New York State and New York City officials agreed this week to repay the federal government for more than half a billion dollars in improper Medicaid claims, averting a potential court battle but adding more red ink to the state’s and city’s finances.
The settlement, which federal officials said was the largest recovery of Medicaid funds in history, ends a lengthy dispute with the federal government over whether school districts around the state improperly sought Medicaid payments for speech therapy and other services dating to the early 1990s.
Under the agreement, which was announced Tuesday, the city will repay about $100 million. The state will pay about $332 million in 10 installments over the next five and a half years and will also give up $107.9 million worth of Medicaid claims now owed by the federal government.
Though neither city nor state officials are required to admit wrongdoing under the agreement, it does require the state’s Department of Education to submit to independent monitoring of its Medicaid-financed programs.
Since the 1980s, Medicaid has helped school districts pay for the cost of services like speech therapy and psychological counseling for schoolchildren, including the cost of transportation to therapists’ offices. School districts in New York have been among the most aggressive in the country in seeking such aid: one federal study found that New York accounted for 44 percent of all student health services.
Those lawsuits, filed under the federal False Claims Act, spurred several audits by the Department of Health and Human Services of city and state programs that finance speech therapy and other programs for disabled children. Those audits found substantial potential for fraud, reporting that a vast majority of the claims submitted did not meet federal requirements, and that in many cases there was no evidence that the services had actually been provided.

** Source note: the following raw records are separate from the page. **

//! HTTP request → RPC input.
//!
//! # Pipeline
//! ```text
//!  1. route lookup (verb, path)              miss → unimplemented
//!  2. authorization hook                      reject → unavailable
//!  3. body presence vs body spec              → invalid_argument
//!  4. JSON parse, reserved-key check          → invalid_argument
//!  5. URL parameter overlay (path over query) → invalid_argument
//!  6. caller identity / upload name injection
//!  7. raw file body binding
//!  8. stream allocation (guarded)
//!  9. client resolution                       missing → internal
//! 10. JSON → Message                          → invalid_argument
//! ```

use std::sync::Arc;

use bytes::Bytes;
use serde_json::{Map, Value as Json};

use crate::config::UnknownParamPolicy;
use crate::error::{
    GatewayError, GatewayResult, MSG_INPUT_EXPECTED, MSG_NO_INPUT_EXPECTED, MSG_OBJECT_EXPECTED,
};
use crate::routing::{BodySpec, HttpVerb, LookupError, RoutingTree};
use crate::rpc::registry::ClientRegistry;
use crate::schema::json::decode_message;
use crate::schema::{is_reserved_name, Message, MessageDescriptor, ReservedField, Value};
use crate::streaming::StreamManager;
use crate::translate::params::{merge_params, overlay, parse_query};
use crate::translate::{AuthRequest, GatewayRequest, RequestAuthorizer, RequestContext};

/// Borrowed view of the gateway state a translation needs.
pub struct RequestTranslator<'a> {
    pub tree: &'a RoutingTree,
    pub clients: &'a ClientRegistry,
    pub streams: &'a Arc<StreamManager>,
    pub authorizer: Option<&'a dyn RequestAuthorizer>,
    pub unknown_params: UnknownParamPolicy,
}

fn invalid(message: impl Into<String>) -> GatewayError {
    GatewayError::InvalidArgument(message.into())
}

/// Whitespace-only bodies count as absent.
fn body_present(body: &Bytes) -> bool {
    !body.iter().all(u8::is_ascii_whitespace)
}

fn parse_json(body: &Bytes) -> GatewayResult<Json> {
    let json: Json = serde_json::from_slice(body).map_err(|e| invalid(format!("Invalid JSON: {e}")))?;
    reject_reserved(&json)?;
    Ok(json)
}

/// Reject any object key, at any depth, that names a reserved field.
fn reject_reserved(json: &Json) -> GatewayResult<()> {
    match json {
        Json::Object(object) => {
            for (key, value) in object {
                if is_reserved_name(key) {
                    return Err(invalid(format!(
                        "Invalid JSON: Field '{key}' is reserved and may not be supplied."
                    )));
                }
                reject_reserved(value)?;
            }
            Ok(())
        }
        Json::Array(items) => items.iter().try_for_each(reject_reserved),
        _ => Ok(()),
    }
}

/// Apply the body spec to the raw body, producing the initial input object.
fn body_object(spec: &BodySpec, input: &MessageDescriptor, body: &Bytes) -> GatewayResult<Map<String, Json>> {
    let present = body_present(body);
    match spec {
        BodySpec::None => {
            if present {
                return Err(invalid(MSG_NO_INPUT_EXPECTED));
            }
            Ok(Map::new())
        }
        BodySpec::Field(name) => {
            if !present {
                return Err(invalid(MSG_INPUT_EXPECTED));
            }
            let field = input.field(name).ok_or_else(|| {
                GatewayError::Internal(format!(
                    "Body field '{name}' is not declared by {}",
                    input.full_name()
                ))
            })?;
            let mut object = Map::new();
            object.insert(field.name.clone(), parse_json(body)?);
            Ok(object)
        }
        BodySpec::Whole => {
            let mut functional = input.functional_fields();
            if let (Some(only), None) = (functional.next(), functional.next()) {
                if !present {
                    return Err(invalid(MSG_INPUT_EXPECTED));
                }
                let mut object = Map::new();
                object.insert(only.name.clone(), parse_json(body)?);
                return Ok(object);
            }
            if !present {
                return Ok(Map::new());
            }
            match parse_json(body)? {
                Json::Object(object) => Ok(object),
                _ => Err(invalid(MSG_OBJECT_EXPECTED)),
            }
        }
    }
}

fn inject_identity(input: &MessageDescriptor, object: &mut Map<String, Json>, req: &GatewayRequest) {
    let mut put = |field: ReservedField, value: Option<String>| {
        if let (true, Some(value)) = (input.has_reserved(field), value) {
            object.insert(field.name().to_string(), Json::String(value));
        }
    };
    put(ReservedField::CallerIp, req.caller.ip.map(|ip| ip.to_string()));
    put(ReservedField::CallerUsername, req.caller.username.clone());
    put(ReservedField::Filename, req.upload.as_ref().map(|u| u.filename.clone()));
}

impl RequestTranslator<'_> {
    /// Run the request half of the pipeline.
    pub fn translate(&self, req: &GatewayRequest) -> GatewayResult<(RequestContext, Option<Message>)> {
        let verb = HttpVerb::from_method(&req.method)
            .ok_or_else(|| GatewayError::Unimplemented(format!("Method {} is not supported", req.method)))?;

        let route = self.tree.lookup(verb, &req.path).map_err(|e| {
            match e {
                LookupError::NotFound => tracing::debug!(%verb, path = %req.path, "No route"),
                LookupError::VerbNotBound => {
                    tracing::debug!(%verb, path = %req.path, "Path is routed but not for this verb")
                }
            }
            GatewayError::Unimplemented(format!("No route for {verb} {}", req.path))
        })?;
        let binding = route.binding;

        if let Some(authorizer) = self.authorizer {
            let auth = AuthRequest {
                path: &req.path,
                binding: &binding,
                caller: &req.caller,
            };
            authorizer.authorize(verb, &auth).map_err(|reason| {
                tracing::info!(%verb, path = %req.path, %reason, "Request rejected by authorizer");
                GatewayError::Unavailable(reason)
            })?;
        }

        let query = req.query.as_deref().map(parse_query).unwrap_or_default();
        let params = merge_params(route.params, query);

        let Some(input) = binding.input() else {
            if body_present(&req.body) {
                return Err(invalid(MSG_NO_INPUT_EXPECTED));
            }
            overlay(None, &mut Map::new(), &params, self.unknown_params)?;
            let client = self.resolve_client(binding.service())?;
            let context = RequestContext {
                verb,
                binding,
                client,
                raw_file_input: false,
                stream: None,
            };
            return Ok((context, None));
        };

        let raw_file_input = input.has_reserved(ReservedField::RawFile);
        let mut object = if raw_file_input {
            Map::new()
        } else {
            body_object(&binding.body, input, &req.body)?
        };

        overlay(Some(input), &mut object, &params, self.unknown_params)?;
        inject_identity(input, &mut object, req);

        let stream = input.has_reserved(ReservedField::StreamId).then(|| {
            let guard = self.streams.reserve(req.connection, binding.output().cloned());
            object.insert(
                ReservedField::StreamId.name().to_string(),
                Json::String(guard.id().to_string()),
            );
            guard
        });

        let client = self.resolve_client(binding.service())?;

        let mut message = decode_message(input, &Json::Object(object))?;
        if raw_file_input {
            message.set(ReservedField::RawFile.name(), Value::Bytes(req.body.clone()))?;
        }

        let context = RequestContext {
            verb,
            binding,
            client,
            raw_file_input,
            stream,
        };
        Ok((context, Some(message)))
    }

    fn resolve_client(&self, service: &str) -> GatewayResult<crate::rpc::ClientHandle> {
        self.clients.get_or_create(service).ok_or_else(|| {
            tracing::error!(service, "No client available");
            GatewayError::Internal(format!("No client available for service {service}"))
        })
    }
}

This may be the first settlement of health care fraud allegations we have discussed in which all the involved parties were government agencies.
The current fervent debate in the US about health care reform has focused on ever rising health care costs. However, this debate has largely ignored the ethics of health care, and the sorts of leadership of health care organizations that has lead to rampant and costly mischief, of which this case is just the latest example. How can we control costs while so many health care leaders are seeking every angle to make more money, whatever the consequences?